Filed under: Canada, Stroke — admin @ 2:46 pm

Today, a report in the Canadian Medical Association Journal suggested that Canadian stroke rehabilitation services are inadequate. According to the article, Canada’s stroke rehabilitation programs suffer from:

“inadequate facilities, beds and staff to deliver services; inadequate treatment, including outpatient services, and inadequate funding.”

The article cites Christina O’Callaghan, executive director of the Ontario Stroke Network, who says that three out of every four people who have a stroke severe enough to require hospital admission fail to get sent to rehabilitation.

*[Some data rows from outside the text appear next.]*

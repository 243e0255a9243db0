//! # group-split-gateway
//!
//! REST backend for shared-expense groups.
//!
//! A group has members and expenses. Each expense records who paid, how
//! much, and an opaque split strategy (`splitType` plus a `weights`
//! payload). Settling balances is left to clients; this service stores the
//! data and serves one aggregated document per group.
//!
//! ## Architecture
//!
//! ```text
//! Clients (HTTP)
//!     │
//!     ├── REST Handlers (api/)
//!     │
//!     ├── GroupService (service/)
//!     ├── Group document shaping (domain/)
//!     │
//!     └── GroupStore (persistence/)
//!           ├── PostgreSQL
//!           └── in-memory
//! ```

pub mod api;
pub mod app_state;
pub mod config;
pub mod domain;
pub mod error;
pub mod persistence;
pub mod service;
//! group-split-gateway server entry point.
//!
//! Loads configuration, prepares the store (running migrations once), and
//! starts the Axum HTTP server.

use std::sync::Arc;

use anyhow::Context;
use tracing_subscriber::EnvFilter;

use group_split_gateway::api;
use group_split_gateway::app_state::AppState;
use group_split_gateway::config::{ServiceConfig, StorageBackend};
use group_split_gateway::persistence::{GroupStore, MemoryStore, PostgresStore};
use group_split_gateway::service::GroupService;

#[tokio::main]
async fn main() -> anyhow::Result<()> {
    // Load configuration
    let config = ServiceConfig::from_env().map_err(|e| anyhow::anyhow!("configuration: {e}"))?;

    // Initialize tracing
    let filter = EnvFilter::try_from_default_env().unwrap_or_else(|_| EnvFilter::new("info"));
    if config.log_json {
        tracing_subscriber::fmt().json().with_env_filter(filter).init();
    } else {
        tracing_subscriber::fmt().with_env_filter(filter).init();
    }

    tracing::info!(
        addr = %config.listen_addr,
        backend = ?config.storage_backend,
        strict_mutations = config.strict_mutations,
        "starting group-split-gateway"
    );

    // Build persistence layer
    let store: Arc<dyn GroupStore> = match config.storage_backend {
        StorageBackend::Postgres => Arc::new(
            PostgresStore::connect(&config)
                .await
                .context("connecting to postgres")?,
        ),
        StorageBackend::Memory => {
            tracing::warn!("using in-memory storage; data is lost on restart");
            Arc::new(MemoryStore::new())
        }
    };
    store.migrate().await.context("running migrations")?;

    // Build service layer
    let group_service =
        GroupService::new(store).with_strict_mutations(config.strict_mutations);
    let app_state = AppState::new(group_service);

    // Start server
    let listener = tokio::net::TcpListener::bind(config.listen_addr)
        .await
        .with_context(|| format!("binding {}", config.listen_addr))?;
    tracing::info!(addr = %config.listen_addr, "server listening");

    api::serve(listener, app_state).await?;

    Ok(())
}
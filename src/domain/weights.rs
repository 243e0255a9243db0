//! Read-boundary normalization for expense weights.
//!
//! The `weights` column holds client-defined JSON. Depending on how a row
//! was written it comes back either as structured JSON or as a JSON document
//! that was itself encoded as a string. [`StoredWeights`] captures the three
//! shapes and [`StoredWeights::normalize`] collapses them into the value put
//! on the wire. Normalization never fails.

use serde_json::Value;

/// Weights as read from the store, before normalization.
#[derive(Debug, Clone, PartialEq)]
pub enum StoredWeights {
    /// SQL `NULL`, JSON `null`, or a column that was never written.
    Null,
    /// Any JSON value other than null or a string.
    Structured(Value),
    /// JSON text stored as a string value.
    Text(String),
}

impl StoredWeights {
    /// Collapses the stored representation into the wire value.
    ///
    /// - `Null` → `[]`
    /// - `Structured(v)` → `v` unchanged
    /// - `Text(s)` → `s` parsed as JSON, `[]` if it does not parse or parses
    ///   to `null`
    #[must_use]
    pub fn normalize(self) -> Value {
        match self {
            Self::Null => empty(),
            Self::Structured(v) => v,
            Self::Text(s) => match serde_json::from_str::<Value>(&s) {
                Ok(Value::Null) | Err(_) => empty(),
                Ok(v) => v,
            },
        }
    }
}

impl From<Option<Value>> for StoredWeights {
    fn from(value: Option<Value>) -> Self {
        match value {
            None | Some(Value::Null) => Self::Null,
            Some(Value::String(s)) => Self::Text(s),
            Some(v) => Self::Structured(v),
        }
    }
}

impl From<Value> for StoredWeights {
    fn from(value: Value) -> Self {
        Self::from(Some(value))
    }
}

fn empty() -> Value {
    Value::Array(Vec::new())
}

“It has created a situation in which stroke sufferers often have little option but to languish in long-term care facilities or nursing homes, says Dr. Mark Bayley, medical director of the neuro rehabilitation program at the Toronto Rehabilitation Institute in Ontario. “If some people with more severe strokes were provided with the adequate amount of rehabilitation, a certain number of them would be able to go home. This would save our health care system from having to utilize our very limited and expensive long-term care resources as much as we do currently.”

Read the full report here.

January 14, 2010

Update from Vancouver Trial

ReJoyce telerehabilitation is currently being used in several SCI (Spinal Cord Injury) treatment studies around the world. Here’s a great comment we received today from Vancouver:

I had a particularly exciting training session with my participant yesterday.  For the first time he was able to play Weedo at Level 60 successfully, using the Peg and NO STIMULATION!!  Six weeks ago when we started, he was not able to play Weedo with much success at Level One.  He and I are both thrilled.”"

Jennifer Loffree, UBC

November 6, 2009

ReJoyce Stroke and SCI Clinical Trials

In addition to several completed trials funded by the Canadian Institutes of Health Research and Spinal Research UK, as well as three multi-centre clinical trials underway funded by the SCI-Solutions Network, Canadian Spinal Cord Injury Telerehabilitation and the Victorian Neurotrauma Initiative (Australian ReJoyce SCI Trials), ReJoyce is now part of two more studies coordinated by researchers at the University of Alberta in Edmonton. The first study compares two levels of FES and ReJoyce-based rehabilitation on the recovery of hand function in chronic stroke survivors: FES and ReJoyce. The second study, also based in Edmonton, investigates the effect of a new type of FES implant in combination with ReJoyce-based therapy on people with SCI.